Замечательней всего, что Антон Андреевич не ошибся даже в некоторых подробностях относительно Максима Сиверса, и тот, кто слишком поддался его иронической самооценке, пусть возьмет себе это на заметку. Потом он сам удивлялся верности иных своих догадок. Но попроси его кто-нибудь описать этого человека по четким пунктам анкеты наподобие собственной, он бы стал спотыкаться едва ли не в каждой графе - начиная с рода занятий.

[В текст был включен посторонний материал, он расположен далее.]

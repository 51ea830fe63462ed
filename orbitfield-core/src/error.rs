/// Error type shared by the scene crates
use std::path::PathBuf;

#[derive(Debug, thiserror::Error)]
pub enum SceneError {
    #[error("failed to read {path}: {source}")]
    Io {
        path: PathBuf,
        #[source]
        source: std::io::Error,
    },

    #[error("failed to parse config: {0}")]
    ConfigParse(String),

    #[error("invalid config value for `{field}`: {reason}")]
    InvalidConfig { field: &'static str, reason: String },

    #[error("invalid color `{0}`: expected #rrggbb")]
    InvalidColor(String),
}

pub type Result<T> = std::result::Result<T, SceneError>;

На исходе третьего десятка Сиверс выглядел межеумком - недоучившийся студент какого-то (и не важно какого) факультета, ни в чем не определившийся, не осуществившийся, нигде не свой: вроде бы интеллигент по образованности и по сути, но и образование и интеллигентность были какими-то несерьезными, не подтвержденными ни профессией, ни дипломом, ни результатом труда; вроде бы с многообразным опытом, даже с мозолями, но и мозоли и опыт были тоже какими-то неосновательными. Не дурак, что говорить, не дурак. Антон сгоряча, за неимением более определенного слова, даже чуть не назвал его мыслителем; но термин этот, по нашим временам, не обозначая профессии, звучит скорей комично. (Бродячий мыслитель! Бездельник с претензиями!) В другой раз тот же Антон и тоже сгоряча назвал его нелепым несчастным клоуном - но это и вовсе оставим на его совести. Насчет "психа" было произнесено раньше, и при более близком знакомстве это впечатление совсем не исчезло; однако интеллигентность не позволяла Антону Андреичу отделываться и этим словцом от всякой странности и непонятности. Каждый может считать за норму именно себя - но каковы мы с чьей-то иной точки отсчета? Ну вот… Если можно так выразиться, в сегодняшнем пространстве Лизавин был куда устойчивей и определенней, хотя за спиной у него не было ничего, что можно бы назвать историей, - кроме обиходных строк автобиографии. Boт тут про москвича можно бы рассказать побольше - да тоже не бог весть что.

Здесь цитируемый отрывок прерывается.